• [Material provided]
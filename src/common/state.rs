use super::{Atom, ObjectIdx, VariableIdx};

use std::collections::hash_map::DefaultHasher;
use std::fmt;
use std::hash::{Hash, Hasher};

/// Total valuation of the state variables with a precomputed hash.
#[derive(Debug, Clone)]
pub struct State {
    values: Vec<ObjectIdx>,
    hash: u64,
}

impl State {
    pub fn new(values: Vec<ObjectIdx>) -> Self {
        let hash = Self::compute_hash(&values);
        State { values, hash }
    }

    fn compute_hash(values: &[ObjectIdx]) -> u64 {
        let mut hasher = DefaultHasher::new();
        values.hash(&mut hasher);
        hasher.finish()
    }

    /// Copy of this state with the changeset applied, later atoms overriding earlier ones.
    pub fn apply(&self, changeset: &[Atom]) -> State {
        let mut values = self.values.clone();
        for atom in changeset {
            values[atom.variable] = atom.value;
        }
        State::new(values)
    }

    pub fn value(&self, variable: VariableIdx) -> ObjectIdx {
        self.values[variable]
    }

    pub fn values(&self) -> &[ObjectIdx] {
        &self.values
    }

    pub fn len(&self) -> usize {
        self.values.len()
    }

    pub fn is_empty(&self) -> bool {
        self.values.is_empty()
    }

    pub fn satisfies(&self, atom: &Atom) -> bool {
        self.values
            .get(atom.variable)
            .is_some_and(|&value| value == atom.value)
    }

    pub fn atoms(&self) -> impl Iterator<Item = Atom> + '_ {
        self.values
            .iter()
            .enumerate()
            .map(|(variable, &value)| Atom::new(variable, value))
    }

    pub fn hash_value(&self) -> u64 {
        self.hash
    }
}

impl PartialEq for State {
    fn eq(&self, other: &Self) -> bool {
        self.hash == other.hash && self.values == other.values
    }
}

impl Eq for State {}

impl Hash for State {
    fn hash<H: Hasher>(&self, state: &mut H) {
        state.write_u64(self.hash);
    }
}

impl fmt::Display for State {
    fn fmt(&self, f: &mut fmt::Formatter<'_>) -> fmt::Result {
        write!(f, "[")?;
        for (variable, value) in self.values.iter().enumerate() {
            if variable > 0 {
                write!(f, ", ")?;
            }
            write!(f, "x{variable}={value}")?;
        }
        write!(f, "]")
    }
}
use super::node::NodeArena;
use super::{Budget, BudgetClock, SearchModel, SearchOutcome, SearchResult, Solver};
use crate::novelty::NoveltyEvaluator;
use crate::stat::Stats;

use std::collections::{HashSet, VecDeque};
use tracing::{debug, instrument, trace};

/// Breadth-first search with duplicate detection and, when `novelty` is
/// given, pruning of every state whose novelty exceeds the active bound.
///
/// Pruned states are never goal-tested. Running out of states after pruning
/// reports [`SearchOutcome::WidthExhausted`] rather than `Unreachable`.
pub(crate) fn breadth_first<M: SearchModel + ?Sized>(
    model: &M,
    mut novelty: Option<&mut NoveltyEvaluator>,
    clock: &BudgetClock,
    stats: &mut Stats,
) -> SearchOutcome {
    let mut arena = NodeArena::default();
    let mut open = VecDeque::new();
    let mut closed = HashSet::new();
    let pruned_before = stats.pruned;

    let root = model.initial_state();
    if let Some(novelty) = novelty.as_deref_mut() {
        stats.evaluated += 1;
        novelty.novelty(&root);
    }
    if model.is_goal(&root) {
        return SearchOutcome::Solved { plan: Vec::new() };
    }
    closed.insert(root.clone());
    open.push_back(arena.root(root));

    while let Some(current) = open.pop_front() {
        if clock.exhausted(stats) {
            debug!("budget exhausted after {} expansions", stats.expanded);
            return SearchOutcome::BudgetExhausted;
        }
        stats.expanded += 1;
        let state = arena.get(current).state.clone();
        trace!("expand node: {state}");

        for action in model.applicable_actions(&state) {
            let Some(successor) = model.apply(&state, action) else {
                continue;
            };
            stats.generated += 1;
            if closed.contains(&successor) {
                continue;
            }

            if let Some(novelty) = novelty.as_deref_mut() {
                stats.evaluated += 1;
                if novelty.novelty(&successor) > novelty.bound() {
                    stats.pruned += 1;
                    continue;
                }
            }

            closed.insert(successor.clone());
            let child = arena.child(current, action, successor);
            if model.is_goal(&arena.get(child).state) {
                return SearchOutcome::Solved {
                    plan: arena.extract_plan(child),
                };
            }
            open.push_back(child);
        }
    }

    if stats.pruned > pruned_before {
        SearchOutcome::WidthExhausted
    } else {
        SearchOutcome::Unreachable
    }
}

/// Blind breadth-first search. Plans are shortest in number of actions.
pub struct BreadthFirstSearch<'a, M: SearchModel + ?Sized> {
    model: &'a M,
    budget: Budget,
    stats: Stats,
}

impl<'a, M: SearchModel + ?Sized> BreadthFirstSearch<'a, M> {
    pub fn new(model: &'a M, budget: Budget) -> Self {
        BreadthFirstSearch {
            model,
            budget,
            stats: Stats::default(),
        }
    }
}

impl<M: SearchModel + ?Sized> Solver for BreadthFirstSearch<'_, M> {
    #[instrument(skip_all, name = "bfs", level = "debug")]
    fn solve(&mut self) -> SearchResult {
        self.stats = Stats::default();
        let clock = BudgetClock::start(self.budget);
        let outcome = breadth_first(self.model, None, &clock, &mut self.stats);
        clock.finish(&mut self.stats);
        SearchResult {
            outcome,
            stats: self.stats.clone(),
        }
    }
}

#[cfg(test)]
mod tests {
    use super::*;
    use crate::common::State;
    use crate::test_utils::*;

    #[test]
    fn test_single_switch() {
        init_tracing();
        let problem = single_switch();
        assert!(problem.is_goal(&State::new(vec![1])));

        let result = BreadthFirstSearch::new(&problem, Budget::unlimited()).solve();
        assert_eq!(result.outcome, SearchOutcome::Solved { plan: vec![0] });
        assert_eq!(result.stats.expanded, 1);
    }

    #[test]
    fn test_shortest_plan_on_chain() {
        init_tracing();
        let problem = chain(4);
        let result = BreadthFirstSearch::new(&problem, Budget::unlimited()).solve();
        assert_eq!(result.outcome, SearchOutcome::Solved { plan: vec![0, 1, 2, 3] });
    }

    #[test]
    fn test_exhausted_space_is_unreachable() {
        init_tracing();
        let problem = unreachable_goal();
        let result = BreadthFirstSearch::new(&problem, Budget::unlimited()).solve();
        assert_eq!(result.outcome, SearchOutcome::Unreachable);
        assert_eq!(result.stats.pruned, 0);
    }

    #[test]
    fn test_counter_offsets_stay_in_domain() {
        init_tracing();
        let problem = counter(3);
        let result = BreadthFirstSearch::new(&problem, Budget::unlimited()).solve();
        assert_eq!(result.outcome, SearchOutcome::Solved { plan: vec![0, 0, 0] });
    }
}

• [Your assignment] Set down every entry exactly as it appears.

• [Answer space]
filename src/common/state.rs
use super::{Atom, ObjectIdx, VariableIdx};

use std::collections::hash_map::DefaultHasher;
use std::fmt;
use std::hash::{Hash, Hasher};

/// Total valuation of the state variables with a precomputed hash.
#[derive(Debug, Clone)]
pub struct State {
    values: Vec<ObjectIdx>,
    hash: u64,
}

impl State {
    pub fn new(values: Vec<ObjectIdx>) -> Self {
        let hash = Self::compute_hash(&values);
        State { values, hash }
    }

    fn compute_hash(values: &[ObjectIdx]) -> u64 {
        let mut hasher = DefaultHasher::new();
        values.hash(&mut hasher);
        hasher.finish()
    }

    /// Copy of this state with the changeset applied, later atoms overriding earlier ones.
    pub fn apply(&self, changeset: &[Atom]) -> State {
        let mut values = self.values.clone();
        for atom in changeset {
            values[atom.variable] = atom.value;
        }
        State::new(values)
    }

    pub fn value(&self, variable: VariableIdx) -> ObjectIdx {
        self.values[variable]
    }

    pub fn values(&self) -> &[ObjectIdx] {
        &self.values
    }

    pub fn len(&self) -> usize {
        self.values.len()
    }

    pub fn is_empty(&self) -> bool {
        self.values.is_empty()
    }

    pub fn satisfies(&self, atom: &Atom) -> bool {
        self.values
            .get(atom.variable)
            .is_some_and(|&value| value == atom.value)
    }

    pub fn atoms(&self) -> impl Iterator<Item = Atom> + '_ {
        self.values
            .iter()
            .enumerate()
            .map(|(variable, &value)| Atom::new(variable, value))
    }

    pub fn hash_value(&self) -> u64 {
        self.hash
    }
}

impl PartialEq for State {
    fn eq(&self, other: &Self) -> bool {
        self.hash == other.hash && self.values == other.values
    }
}

impl Eq for State {}

impl Hash for State {
    fn hash<H: Hasher>(&self, state: &mut H) {
        state.write_u64(self.hash);
    }
}

impl fmt::Display for State {
    fn fmt(&self, f: &mut fmt::Formatter<'_>) -> fmt::Result {
        write!(f, "[")?;
        for (variable, value) in self.values.iter().enumerate() {
            if variable > 0 {
                write!(f, ", ")?;
            }
            write!(f, "x{variable}={value}")?;
        }
        write!(f, "]")
    }
}
use super::node::NodeArena;
use super::{Budget, BudgetClock, SearchModel, SearchOutcome, SearchResult, Solver};
use crate::novelty::NoveltyEvaluator;
use crate::stat::Stats;

use std::collections::{HashSet, VecDeque};
use tracing::{debug, instrument, trace};

/// Breadth-first search with duplicate detection and, when `novelty` is
/// given, pruning of every state whose novelty exceeds the active bound.
///
/// Pruned states are never goal-tested. Running out of states after pruning
/// reports [`SearchOutcome::WidthExhausted`] rather than `Unreachable`.
pub(crate) fn breadth_first<M: SearchModel + ?Sized>(
    model: &M,
    mut novelty: Option<&mut NoveltyEvaluator>,
    clock: &BudgetClock,
    stats: &mut Stats,
) -> SearchOutcome {
    let mut arena = NodeArena::default();
    let mut open = VecDeque::new();
    let mut closed = HashSet::new();
    let pruned_before = stats.pruned;

    let root = model.initial_state();
    if let Some(novelty) = novelty.as_deref_mut() {
        stats.evaluated += 1;
        novelty.novelty(&root);
    }
    if model.is_goal(&root) {
        return SearchOutcome::Solved { plan: Vec::new() };
    }
    closed.insert(root.clone());
    open.push_back(arena.root(root));

    while let Some(current) = open.pop_front() {
        if clock.exhausted(stats) {
            debug!("budget exhausted after {} expansions", stats.expanded);
            return SearchOutcome::BudgetExhausted;
        }
        stats.expanded += 1;
        let state = arena.get(current).state.clone();
        trace!("expand node: {state}");

        for action in model.applicable_actions(&state) {
            let Some(successor) = model.apply(&state, action) else {
                continue;
            };
            stats.generated += 1;
            if closed.contains(&successor) {
                continue;
            }

            if let Some(novelty) = novelty.as_deref_mut() {
                stats.evaluated += 1;
                if novelty.novelty(&successor) > novelty.bound() {
                    stats.pruned += 1;
                    continue;
                }
            }

            closed.insert(successor.clone());
            let child = arena.child(current, action, successor);
            if model.is_goal(&arena.get(child).state) {
                return SearchOutcome::Solved {
                    plan: arena.extract_plan(child),
                };
            }
            open.push_back(child);
        }
    }

    if stats.pruned > pruned_before {
        SearchOutcome::WidthExhausted
    } else {
        SearchOutcome::Unreachable
    }
}

/// Blind breadth-first search. Plans are shortest in number of actions.
pub struct BreadthFirstSearch<'a, M: SearchModel + ?Sized> {
    model: &'a M,
    budget: Budget,
    stats: Stats,
}

impl<'a, M: SearchModel + ?Sized> BreadthFirstSearch<'a, M> {
    pub fn new(model: &'a M, budget: Budget) -> Self {
        BreadthFirstSearch {
            model,
            budget,
            stats: Stats::default(),
        }
    }
}

impl<M: SearchModel + ?Sized> Solver for BreadthFirstSearch<'_, M> {
    #[instrument(skip_all, name = "bfs", level = "debug")]
    fn solve(&mut self) -> SearchResult {
        self.stats = Stats::default();
        let clock = BudgetClock::start(self.budget);
        let outcome = breadth_first(self.model, None, &clock, &mut self.stats);
        clock.finish(&mut self.stats);
        SearchResult {
            outcome,
            stats: self.stats.clone(),
        }
    }
}

#[cfg(test)]
mod tests {
    use super::*;
    use crate::common::State;
    use crate::test_utils::*;

    #[test]
    fn test_single_switch() {
        init_tracing();
        let problem = single_switch();
        assert!(problem.is_goal(&State::new(vec![1])));

        let result = BreadthFirstSearch::new(&problem, Budget::unlimited()).solve();
        assert_eq!(result.outcome, SearchOutcome::Solved { plan: vec![0] });
        assert_eq!(result.stats.expanded, 1);
    }

    #[test]
    fn test_shortest_plan_on_chain() {
        init_tracing();
        let problem = chain(4);
        let result = BreadthFirstSearch::new(&problem, Budget::unlimited()).solve();
        assert_eq!(result.outcome, SearchOutcome::Solved { plan: vec![0, 1, 2, 3] });
    }

    #[test]
    fn test_exhausted_space_is_unreachable() {
        init_tracing();
        let problem = unreachable_goal();
        let result = BreadthFirstSearch::new(&problem, Budget::unlimited()).solve();
        assert_eq!(result.outcome, SearchOutcome::Unreachable);
        assert_eq!(result.stats.pruned, 0);
    }

    #[test]
    fn test_counter_offsets_stay_in_domain() {
        init_tracing();
        let problem = counter(3);
        let result = BreadthFirstSearch::new(&problem, Budget::unlimited()).solve();
        assert_eq!(result.outcome, SearchOutcome::Solved { plan: vec![0, 0, 0] });
    }
}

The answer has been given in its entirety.